Supplied entries START

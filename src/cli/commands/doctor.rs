//! Doctor command - verify system requirements and configuration.

use crate::cli::Output;
use crate::config::Settings;
use console::style;
use std::process::Command;

/// Check result for a single item.
#[derive(Debug)]
pub struct CheckResult {
    pub name: String,
    pub status: CheckStatus,
    pub message: String,
    pub hint: Option<String>,
}

#[derive(Debug, PartialEq)]
pub enum CheckStatus {
    Ok,
    Warning,
    Error,
}

impl CheckResult {
    fn ok(name: &str, message: &str) -> Self {
        Self {
            name: name.to_string(),
            status: CheckStatus::Ok,
            message: message.to_string(),
            hint: None,
        }
    }

    fn warning(name: &str, message: &str, hint: &str) -> Self {
        Self {
            name: name.to_string(),
            status: CheckStatus::Warning,
            message: message.to_string(),
            hint: Some(hint.to_string()),
        }
    }

    fn error(name: &str, message: &str, hint: &str) -> Self {
        Self {
            name: name.to_string(),
            status: CheckStatus::Error,
            message: message.to_string(),
            hint: Some(hint.to_string()),
        }
    }

    fn print(&self) {
        let icon = match self.status {
            CheckStatus::Ok => style("✓").green(),
            CheckStatus::Warning => style("!").yellow(),
            CheckStatus::Error => style("✗").red(),
        };

        println!("  {} {} - {}", icon, style(&self.name).bold(), self.message);

        if let Some(hint) = &self.hint {
            println!("    {} {}", style("→").dim(), style(hint).dim());
        }
    }
}

/// Run all diagnostic checks.
pub fn run_doctor(settings: &Settings) -> anyhow::Result<()> {
    Output::header("Tolk Doctor");
    println!();
    println!("Checking system requirements and configuration...\n");

    let mut checks = Vec::new();

    // Check external tools
    println!("{}", style("External Tools").bold());
    checks.push(check_tool("ffmpeg", "ffmpeg -version", install_hint_ffmpeg()));
    checks.push(check_tool("ffprobe", "ffprobe -version", install_hint_ffmpeg()));
    checks.push(check_gcloud());
    for check in &checks[checks.len() - 3..] {
        check.print();
    }

    println!();

    // Check API configuration
    println!("{}", style("API Configuration").bold());
    let api_checks = vec![check_openai_api_key(), check_gcs_bucket(settings)];
    for check in &api_checks {
        check.print();
    }
    checks.extend(api_checks);

    println!();

    // Check directories
    println!("{}", style("Directories").bold());
    let dir_checks = check_directories(settings);
    for check in &dir_checks {
        check.print();
    }
    checks.extend(dir_checks);

    println!();

    // Check configuration
    println!("{}", style("Configuration").bold());
    let config_check = check_config_file();
    config_check.print();
    checks.push(config_check);

    println!();

    // Summary
    let errors = checks.iter().filter(|c| c.status == CheckStatus::Error).count();
    let warnings = checks.iter().filter(|c| c.status == CheckStatus::Warning).count();

    if errors > 0 {
        Output::error(&format!(
            "{} error(s) found. Please fix them before using Tolk.",
            errors
        ));
        std::process::exit(1);
    } else if warnings > 0 {
        Output::warning(&format!("All checks passed with {} warning(s).", warnings));
    } else {
        Output::success("All checks passed! Tolk is ready to use.");
    }

    Ok(())
}

/// Check if an external tool is available.
fn check_tool(name: &str, version_cmd: &str, hint: &str) -> CheckResult {
    let parts: Vec<&str> = version_cmd.split_whitespace().collect();
    let cmd = parts[0];
    let args = &parts[1..];

    match Command::new(cmd).args(args).output() {
        Ok(output) if output.status.success() => {
            // Try to extract version from first line
            let version = String::from_utf8_lossy(&output.stdout)
                .lines()
                .next()
                .unwrap_or("installed")
                .trim()
                .to_string();

            // Truncate long version strings
            let version_display = if version.len() > 50 {
                format!("{}...", &version[..50])
            } else {
                version
            };

            CheckResult::ok(name, &version_display)
        }
        Ok(_) => CheckResult::error(name, "installed but not working", hint),
        Err(e) if e.kind() == std::io::ErrorKind::NotFound => {
            CheckResult::error(name, "not found", hint)
        }
        Err(e) => CheckResult::error(name, &format!("error: {}", e), hint),
    }
}

/// gcloud is only needed for diarization, so its absence is a warning.
fn check_gcloud() -> CheckResult {
    if std::env::var("GOOGLE_ACCESS_TOKEN").map(|t| !t.is_empty()).unwrap_or(false) {
        return CheckResult::ok("gcloud", "not needed (GOOGLE_ACCESS_TOKEN is set)");
    }

    let check = check_tool("gcloud", "gcloud --version", install_hint_gcloud());
    if check.status == CheckStatus::Error {
        CheckResult::warning(
            "gcloud",
            "not found (required only for --diarize)",
            install_hint_gcloud(),
        )
    } else {
        check
    }
}

/// Check if the OpenAI API key is configured.
fn check_openai_api_key() -> CheckResult {
    match std::env::var("OPENAI_API_KEY") {
        Ok(key) if key.starts_with("sk-") && key.len() > 20 => {
            let masked = format!("{}...{}", &key[..7], &key[key.len() - 4..]);
            CheckResult::ok("OPENAI_API_KEY", &format!("configured ({})", masked))
        }
        Ok(key) if key.is_empty() => CheckResult::error(
            "OPENAI_API_KEY",
            "empty",
            "Set with: export OPENAI_API_KEY='sk-...'",
        ),
        Ok(_) => CheckResult::warning(
            "OPENAI_API_KEY",
            "set but format looks unusual",
            "Expected format: sk-... (OpenAI API key)",
        ),
        Err(_) => CheckResult::error(
            "OPENAI_API_KEY",
            "not set",
            "Set with: export OPENAI_API_KEY='sk-...'",
        ),
    }
}

/// Check the diarization staging bucket.
fn check_gcs_bucket(settings: &Settings) -> CheckResult {
    match settings.diarization.bucket() {
        Some(bucket) => CheckResult::ok("GCS bucket", &bucket),
        None => CheckResult::warning(
            "GCS bucket",
            "not configured (required only for --diarize)",
            "Set diarization.gcs_bucket in the config or export GCS_BUCKET",
        ),
    }
}

/// Check output and temp directories.
fn check_directories(settings: &Settings) -> Vec<CheckResult> {
    let mut results = Vec::new();

    for (name, dir) in [
        ("Output directory", settings.output_dir()),
        ("Temp directory", settings.temp_dir()),
    ] {
        if dir.exists() {
            results.push(CheckResult::ok(name, &format!("{}", dir.display())));
        } else {
            results.push(CheckResult::warning(
                name,
                &format!("{} (will be created)", dir.display()),
                "Directory will be created on first use",
            ));
        }
    }

    results
}

/// Check if config file exists.
fn check_config_file() -> CheckResult {
    let config_path = Settings::default_config_path();
    if config_path.exists() {
        CheckResult::ok("Config file", &format!("{}", config_path.display()))
    } else {
        CheckResult::warning(
            "Config file",
            "using defaults",
            "Create with: tolk init (or tolk config edit)",
        )
    }
}

/// Platform-specific install hint for ffmpeg.
fn install_hint_ffmpeg() -> &'static str {
    if cfg!(target_os = "macos") {
        "Install with: brew install ffmpeg"
    } else if cfg!(target_os = "linux") {
        "Install with: sudo apt install ffmpeg (or your package manager)"
    } else {
        "Install from: https://ffmpeg.org/download.html"
    }
}

/// Platform-specific install hint for the Google Cloud CLI.
fn install_hint_gcloud() -> &'static str {
    if cfg!(target_os = "macos") {
        "Install with: brew install google-cloud-sdk"
    } else {
        "Install from: https://cloud.google.com/sdk/docs/install"
    }
}

#[cfg(test)]
mod tests {
    use super::*;

    #[test]
    fn test_check_result_ok() {
        let result = CheckResult::ok("test", "passed");
        assert_eq!(result.status, CheckStatus::Ok);
        assert!(result.hint.is_none());
    }

    #[test]
    fn test_check_result_error() {
        let result = CheckResult::error("test", "failed", "fix it");
        assert_eq!(result.status, CheckStatus::Error);
        assert_eq!(result.hint, Some("fix it".to_string()));
    }
}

Supplied entries END

Work task> What lines above hold the word "brew"? Pull each one out.

Your solution>
        "Install with: brew install ffmpeg"
        "Install with: brew install google-cloud-sdk"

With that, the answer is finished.